PLANNED PURCHASE ORDERS
These aren’t as specific as standard POs because buyers aren’t sure about their company’s future needs. These purchase orders have concrete details about the product or service the company wants to buy, but list a rough estimate of the quantity and a more flexible delivery date.
BLANKET PURCHASE ORDERS
Sometimes, buyers place many orders at once to hit a bulk order discount. These POs look like standard POs but have larger quantities than usual and list the negotiated discount at the bottom of the purchase order.
DIGITAL PURCHASE ORDERS
Digital purchase orders are what they sound like一a PO sent electronically.
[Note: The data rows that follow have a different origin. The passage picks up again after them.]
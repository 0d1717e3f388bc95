//! Banded Matrices
//!
//! Square matrices whose nonzero entries lie within a diagonal band.
//! Each row only materializes the columns its band can reach, and the
//! LU factorization runs in place inside that storage.

mod row;
mod solver;

pub use row::BandedRow;
pub use solver::{OptionsError, PivotPolicy, SolverOptions};

use ndarray::Array2;
use serde::{Deserialize, Serialize};
use thiserror::Error;

/// Error type for banded matrix operations
#[derive(Debug, Clone, PartialEq, Error)]
pub enum BandedError {
    /// Bandwidths or row index inconsistent with the matrix size
    #[error("Invalid configuration: {0}")]
    InvalidConfiguration(String),

    /// Element access outside the matrix
    #[error("Index ({row}, {col}) out of range for {size}x{size} matrix")]
    IndexOutOfRange {
        /// Requested row
        row: usize,
        /// Requested column
        col: usize,
        /// Matrix dimension
        size: usize,
    },

    /// Operand shape incompatible with the matrix
    #[error("Dimension mismatch: expected {expected} rows, got {found}")]
    DimensionMismatch {
        /// Row count the matrix requires
        expected: usize,
        /// Row count that was supplied
        found: usize,
    },

    /// Dense input that should be square is not
    #[error("Expected a square matrix, got {rows}x{cols}")]
    NotSquare {
        /// Row count of the input
        rows: usize,
        /// Column count of the input
        cols: usize,
    },
}

/// Result type for banded matrix operations
pub type BandedResult<T> = Result<T, BandedError>;

/// Serialization format for banded matrices
#[derive(Debug, Clone, Serialize, Deserialize)]
struct BandedMatrixData {
    size: usize,
    lower_bandwidth: usize,
    upper_bandwidth: usize,
    rows: Vec<BandedRow>,
}

/// A square `n × n` matrix stored inside a band of lower bandwidth `lb`
/// and upper bandwidth `ub`.
///
/// Entry `(i, j)` with `j < i - lb` or `j > i + ub` is zero and never
/// stored. The matrix doubles as the storage for its own LU factors: a
/// call to [`solve`](Self::solve) replaces the coefficients with the
/// factorization, and any later [`set`](Self::set) discards it.
#[derive(Debug, Clone)]
pub struct BandedMatrix {
    /// Matrix dimension
    size: usize,
    /// Lower bandwidth
    lower_bandwidth: usize,
    /// Upper bandwidth
    upper_bandwidth: usize,
    /// Physical row storage
    rows: Vec<BandedRow>,
    /// Logical row -> physical row
    piv: Vec<usize>,
    /// Storage currently holds a complete LU factorization
    decomposed: bool,
    /// First pivot column the next factorization pass works on
    start: usize,
    /// A factorization pass has touched storage or pivots since the last write
    factoring: bool,
}

impl BandedMatrix {
    /// Create a zero matrix of dimension `size` with the given bandwidths
    pub fn new(size: usize, lower_bandwidth: usize, upper_bandwidth: usize) -> BandedResult<Self> {
        if size == 0 {
            return Err(BandedError::InvalidConfiguration(
                "matrix size must be at least 1".to_string(),
            ));
        }
        let rows = (0..size)
            .map(|row| BandedRow::new(row, size, upper_bandwidth, lower_bandwidth))
            .collect::<BandedResult<Vec<_>>>()?;

        Ok(Self {
            size,
            lower_bandwidth,
            upper_bandwidth,
            rows,
            piv: (0..size).collect(),
            decomposed: false,
            start: 0,
            factoring: false,
        })
    }

    /// Build a banded matrix from the in-band entries of a square dense matrix
    pub fn from_dense(
        dense: &Array2<f64>,
        lower_bandwidth: usize,
        upper_bandwidth: usize,
    ) -> BandedResult<Self> {
        let (size, cols) = dense.dim();
        if cols != size {
            return Err(BandedError::NotSquare { rows: size, cols });
        }
        let mut matrix = Self::new(size, lower_bandwidth, upper_bandwidth)?;
        for i in 0..size {
            let first = i.saturating_sub(lower_bandwidth);
            let last = (i + upper_bandwidth).min(size - 1);
            for j in first..=last {
                matrix.rows[i].set(j, dense[[i, j]]);
            }
        }
        Ok(matrix)
    }

    /// Matrix dimension
    pub fn size(&self) -> usize {
        self.size
    }

    /// Lower bandwidth
    pub fn lower_bandwidth(&self) -> usize {
        self.lower_bandwidth
    }

    /// Upper bandwidth
    pub fn upper_bandwidth(&self) -> usize {
        self.upper_bandwidth
    }

    /// Whether the storage currently holds a complete LU factorization
    pub fn is_decomposed(&self) -> bool {
        self.decomposed
    }

    /// Current row permutation (logical row -> physical row)
    pub fn pivots(&self) -> &[usize] {
        &self.piv
    }

    /// Storage of physical row `i`
    pub fn row(&self, i: usize) -> Option<&BandedRow> {
        self.rows.get(i)
    }

    /// Value stored at physical row `i`, column `j`
    pub fn get(&self, i: usize, j: usize) -> BandedResult<f64> {
        self.check_index(i, j)?;
        Ok(self.rows[i].get(j))
    }

    /// Store `value` at physical row `i`, column `j`.
    ///
    /// Invalidates any factorization. Writes outside the band of row `i`
    /// are accepted and dropped.
    pub fn set(&mut self, i: usize, j: usize, value: f64) -> BandedResult<()> {
        self.check_index(i, j)?;
        self.rows[i].set(j, value);
        self.invalidate();
        Ok(())
    }

    /// Dense copy of the stored values, rows in physical order
    pub fn to_dense(&self) -> Array2<f64> {
        Array2::from_shape_fn((self.size, self.size), |(i, j)| self.rows[i].get(j))
    }

    fn check_index(&self, i: usize, j: usize) -> BandedResult<()> {
        if i >= self.size || j >= self.size {
            return Err(BandedError::IndexOutOfRange {
                row: i,
                col: j,
                size: self.size,
            });
        }
        Ok(())
    }

    /// Drop factorization state so the next solve starts a fresh pass
    fn invalidate(&mut self) {
        if self.factoring {
            self.piv.iter_mut().enumerate().for_each(|(i, p)| *p = i);
            self.factoring = false;
        }
        self.decomposed = false;
        self.start = 0;
    }
}

/// Writes the stored values only. A factorized matrix serializes its LU
/// factors, which read back as plain coefficients.
impl Serialize for BandedMatrix {
    fn serialize<S>(&self, serializer: S) -> Result<S::Ok, S::Error>
    where
        S: serde::Serializer,
    {
        let data = BandedMatrixData {
            size: self.size,
            lower_bandwidth: self.lower_bandwidth,
            upper_bandwidth: self.upper_bandwidth,
            rows: self.rows.clone(),
        };
        data.serialize(serializer)
    }
}

impl<'de> Deserialize<'de> for BandedMatrix {
    fn deserialize<D>(deserializer: D) -> Result<Self, D::Error>
    where
        D: serde::Deserializer<'de>,
    {
        use serde::de::Error;

        let data = BandedMatrixData::deserialize(deserializer)?;
        let mut matrix =
            BandedMatrix::new(data.size, data.lower_bandwidth, data.upper_bandwidth)
                .map_err(D::Error::custom)?;
        if data.rows.len() != data.size {
            return Err(D::Error::custom(BandedError::DimensionMismatch {
                expected: data.size,
                found: data.rows.len(),
            }));
        }
        let covers_band = |i: usize, row: &BandedRow| {
            row.first_index() <= i.saturating_sub(data.lower_bandwidth)
                && row.last_index() >= (i + data.upper_bandwidth).min(data.size - 1)
        };
        if let Some(i) = data.rows.iter().enumerate().position(|(i, row)| {
            !row.is_consistent() || row.size() != data.size || !covers_band(i, row)
        }) {
            return Err(D::Error::custom(format!("inconsistent storage for row {}", i)));
        }
        matrix.rows = data.rows;
        Ok(matrix)
    }
}

#[cfg(test)]
mod tests {
    use super::*;
    use ndarray::array;

    #[test]
    fn test_new_rejects_bad_configuration() {
        assert!(matches!(
            BandedMatrix::new(0, 0, 0),
            Err(BandedError::InvalidConfiguration(_))
        ));
        assert!(matches!(
            BandedMatrix::new(3, 3, 1),
            Err(BandedError::InvalidConfiguration(_))
        ));
        assert!(matches!(
            BandedMatrix::new(3, 1, 5),
            Err(BandedError::InvalidConfiguration(_))
        ));
        assert!(matches!(
            BandedMatrix::new(3, usize::MAX, 0),
            Err(BandedError::InvalidConfiguration(_))
        ));
        assert!(matches!(
            BandedMatrix::new(3, 0, usize::MAX),
            Err(BandedError::InvalidConfiguration(_))
        ));
    }

    #[test]
    fn test_zero_outside_band_after_construction() {
        let (n, lb, ub) = (9, 2, 1);
        let matrix = BandedMatrix::new(n, lb, ub).unwrap();
        for i in 0..n {
            for j in 0..n {
                if j + lb < i || j > i + ub {
                    assert_eq!(matrix.get(i, j).unwrap(), 0.0, "entry ({}, {})", i, j);
                }
            }
        }
        assert!(!matrix.is_decomposed());
        assert_eq!(matrix.pivots(), &[0, 1, 2, 3, 4, 5, 6, 7, 8]);
    }

    #[test]
    fn test_in_band_write_reads_back() {
        let (n, lb, ub) = (7, 1, 2);
        let mut matrix = BandedMatrix::new(n, lb, ub).unwrap();
        for i in 0..n {
            for j in i.saturating_sub(lb)..=(i + ub).min(n - 1) {
                let value = 0.1 + (i * n + j) as f64 / 3.0;
                matrix.set(i, j, value).unwrap();
                assert_eq!(matrix.get(i, j).unwrap(), value);
            }
        }
    }

    #[test]
    fn test_index_out_of_range() {
        let mut matrix = BandedMatrix::new(4, 1, 1).unwrap();
        assert_eq!(
            matrix.get(4, 0),
            Err(BandedError::IndexOutOfRange {
                row: 4,
                col: 0,
                size: 4
            })
        );
        assert!(matches!(
            matrix.get(0, 4),
            Err(BandedError::IndexOutOfRange { .. })
        ));
        assert!(matches!(
            matrix.set(0, 10, 1.0),
            Err(BandedError::IndexOutOfRange { .. })
        ));
    }

    #[test]
    fn test_row_storage_view() {
        let matrix = BandedMatrix::new(6, 1, 2).unwrap();
        let row = matrix.row(2).unwrap();
        assert_eq!((row.first_index(), row.last_index()), (1, 5));
        assert!(matrix.row(6).is_none());
    }

    #[test]
    fn test_out_of_band_write_is_dropped() {
        let mut matrix = BandedMatrix::new(6, 1, 1).unwrap();
        matrix.set(0, 5, 3.0).unwrap();
        assert_eq!(matrix.get(0, 5).unwrap(), 0.0);
    }

    #[test]
    fn test_from_dense_keeps_band_only() {
        let dense = array![
            [1.0, 2.0, 3.0, 4.0],
            [5.0, 6.0, 7.0, 8.0],
            [9.0, 10.0, 11.0, 12.0],
            [13.0, 14.0, 15.0, 16.0],
        ];
        let matrix = BandedMatrix::from_dense(&dense, 1, 1).unwrap();
        let expected = array![
            [1.0, 2.0, 0.0, 0.0],
            [5.0, 6.0, 7.0, 0.0],
            [0.0, 10.0, 11.0, 12.0],
            [0.0, 0.0, 15.0, 16.0],
        ];
        assert_eq!(matrix.to_dense(), expected);
    }

    #[test]
    fn test_from_dense_rejects_non_square() {
        let dense = Array2::<f64>::zeros((3, 4));
        let err = BandedMatrix::from_dense(&dense, 1, 1).unwrap_err();
        assert_eq!(err, BandedError::NotSquare { rows: 3, cols: 4 });
        assert_eq!(err.to_string(), "Expected a square matrix, got 3x4");
    }

    #[test]
    fn test_ron_snapshot_restores_values() {
        let mut matrix = BandedMatrix::new(5, 1, 2).unwrap();
        matrix.set(0, 0, 4.0).unwrap();
        matrix.set(2, 1, -1.5).unwrap();
        matrix.set(3, 4, 0.25).unwrap();

        let text = ron::ser::to_string_pretty(&matrix, ron::ser::PrettyConfig::default()).unwrap();
        let restored: BandedMatrix = ron::from_str(&text).unwrap();

        assert_eq!(restored.size(), 5);
        assert_eq!(restored.lower_bandwidth(), 1);
        assert_eq!(restored.upper_bandwidth(), 2);
        assert_eq!(restored.to_dense(), matrix.to_dense());
        assert!(!restored.is_decomposed());
    }

    #[test]
    fn test_deserialize_rejects_inconsistent_rows() {
        let matrix = BandedMatrix::new(3, 1, 1).unwrap();

        // Claims a bigger matrix than the stored rows describe
        let data = BandedMatrixData {
            size: 4,
            lower_bandwidth: 1,
            upper_bandwidth: 1,
            rows: matrix.rows.clone(),
        };
        let text = ron::to_string(&data).unwrap();
        assert!(ron::from_str::<BandedMatrix>(&text).is_err());

        let mut rows = matrix.rows.clone();
        rows[1] = BandedRow::new(1, 5, 1, 1).unwrap();
        let data = BandedMatrixData {
            size: 3,
            lower_bandwidth: 1,
            upper_bandwidth: 1,
            rows,
        };
        let text = ron::to_string(&data).unwrap();
        assert!(ron::from_str::<BandedMatrix>(&text).is_err());
    }
}
//! Linear Algebra Kernels for CADability
//!
//! This crate provides:
//! - Banded matrix storage that only materializes each row's band
//! - In-place banded LU factorization with pivoting inside the band
//! - Multi right-hand-side triangular solves
//! - Serializable solver options
//!
//! Curve and surface fitting assemble their normal equations into a
//! [`BandedMatrix`] and read the solution back as dense `ndarray` columns.
//!
//! ```
//! use cad_linalg::BandedMatrix;
//! use ndarray::array;
//!
//! let mut matrix = BandedMatrix::new(3, 1, 1)?;
//! for i in 0..3 {
//!     matrix.set(i, i, 2.0)?;
//! }
//! let x = matrix.solve(&array![[2.0], [4.0], [6.0]])?.expect("regular system");
//! assert_eq!(x[[2, 0]], 3.0);
//! # Ok::<(), cad_linalg::BandedError>(())
//! ```

pub mod banded;

// Re-exports for convenience
pub use banded::{
    BandedError, BandedMatrix, BandedResult, BandedRow, OptionsError, PivotPolicy, SolverOptions,
};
Many modern companies opt for this approach because tracking these POs in their ERP and other workflow automation systems is much easier.
CONTACT PURCHASE ORDERS
They are much more formal in that both the buyer and seller sign a contract that details the terms of a purchase before the official PO is issued. This type of PO provides the most legal coverage for both parties and notes the signed document on the purchase order for future reference.
How Does a Purchase Order Work?
A good purchase order is a crucial part of your AP department, and your business as a whole, but it’s important that the process it follows is just as solid.
Since a purchase order is a binding document, companies usually have a strict purchase order process to ensure that POs are created, approved, and tracked appropriately. This varies from company to company, but for the most part, businesses follow the same order of operations. The first piece of the process is determining who can send and approve POs.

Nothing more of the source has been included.